_What the task requires_
From the entries below, return only the lines starting at the one that contains "let divisor_degree = divisor.degree();" and ending at the one that contains "while !current.is_zero() &&", exactly as they stand.

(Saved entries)
· · ·

// SPDX-License-Identifier: LGPL-3.0-only
//
// This file is provided WITHOUT ANY WARRANTY;
// without even the implied warranty of MERCHANTABILITY
// or FITNESS FOR A PARTICULAR PURPOSE.

//! Polynomial long division.

use crate::context::ModulusContext;
use crate::errors::{PolynomialError, PolynomialResult};
use crate::polynomial::Polynomial;

impl Polynomial {
    /// Divides `self` by `divisor`, returning `(quotient, remainder)`.
    ///
    /// Leading coefficients are divided with [`ModulusContext::divide_exact`], so over Z
    /// every step must divide exactly and over Z/mZ the divisor's leading coefficient
    /// must be invertible.
    ///
    /// # Errors
    ///
    /// - `DivisionByZero` if `divisor` is identically zero.
    /// - `Domain` if an integer step is inexact.
    /// - `BadModulus` if the leading coefficient has no inverse modulo `m`.
    pub fn div(
        &self,
        divisor: &Polynomial,
        ctx: &ModulusContext,
    ) -> PolynomialResult<(Polynomial, Polynomial)> {
        long_division(self, divisor, ctx, true)
    }

    /// Remainder of `self` divided by `modulus`.
    ///
    /// Same as [`Polynomial::div`] without building the quotient.
    pub fn poly_mod(&self, modulus: &Polynomial, ctx: &ModulusContext) -> PolynomialResult<Polynomial> {
        long_division(self, modulus, ctx, false).map(|(_, remainder)| remainder)
    }
}

fn long_division(
    dividend: &Polynomial,
    divisor: &Polynomial,
    ctx: &ModulusContext,
    keep_quotient: bool,
) -> PolynomialResult<(Polynomial, Polynomial)> {
    if divisor.is_zero() {
        return Err(PolynomialError::DivisionByZero);
    }

    let divisor_degree = divisor.degree();
    let divisor_lead = divisor.leading_term();
    let mut quotient = Polynomial::zero();
    let mut current = dividend.clone();

    while !current.is_zero() && current.degree() >= divisor_degree {
        let t = current.leading_term().div(&divisor_lead, ctx)?;
        current = current.sub(&divisor.mul_monomial(&t, ctx), ctx);
        if keep_quotient {
            quotient.accumulate_monomial(&t, ctx);
        }
    }

    Ok((quotient, current))
}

· · ·

_Solution to the problem_
    let divisor_degree = divisor.degree();
    let divisor_lead = divisor.leading_term();
    let mut quotient = Polynomial::zero();
    let mut current = dividend.clone();

    while !current.is_zero() && current.degree() >= divisor_degree {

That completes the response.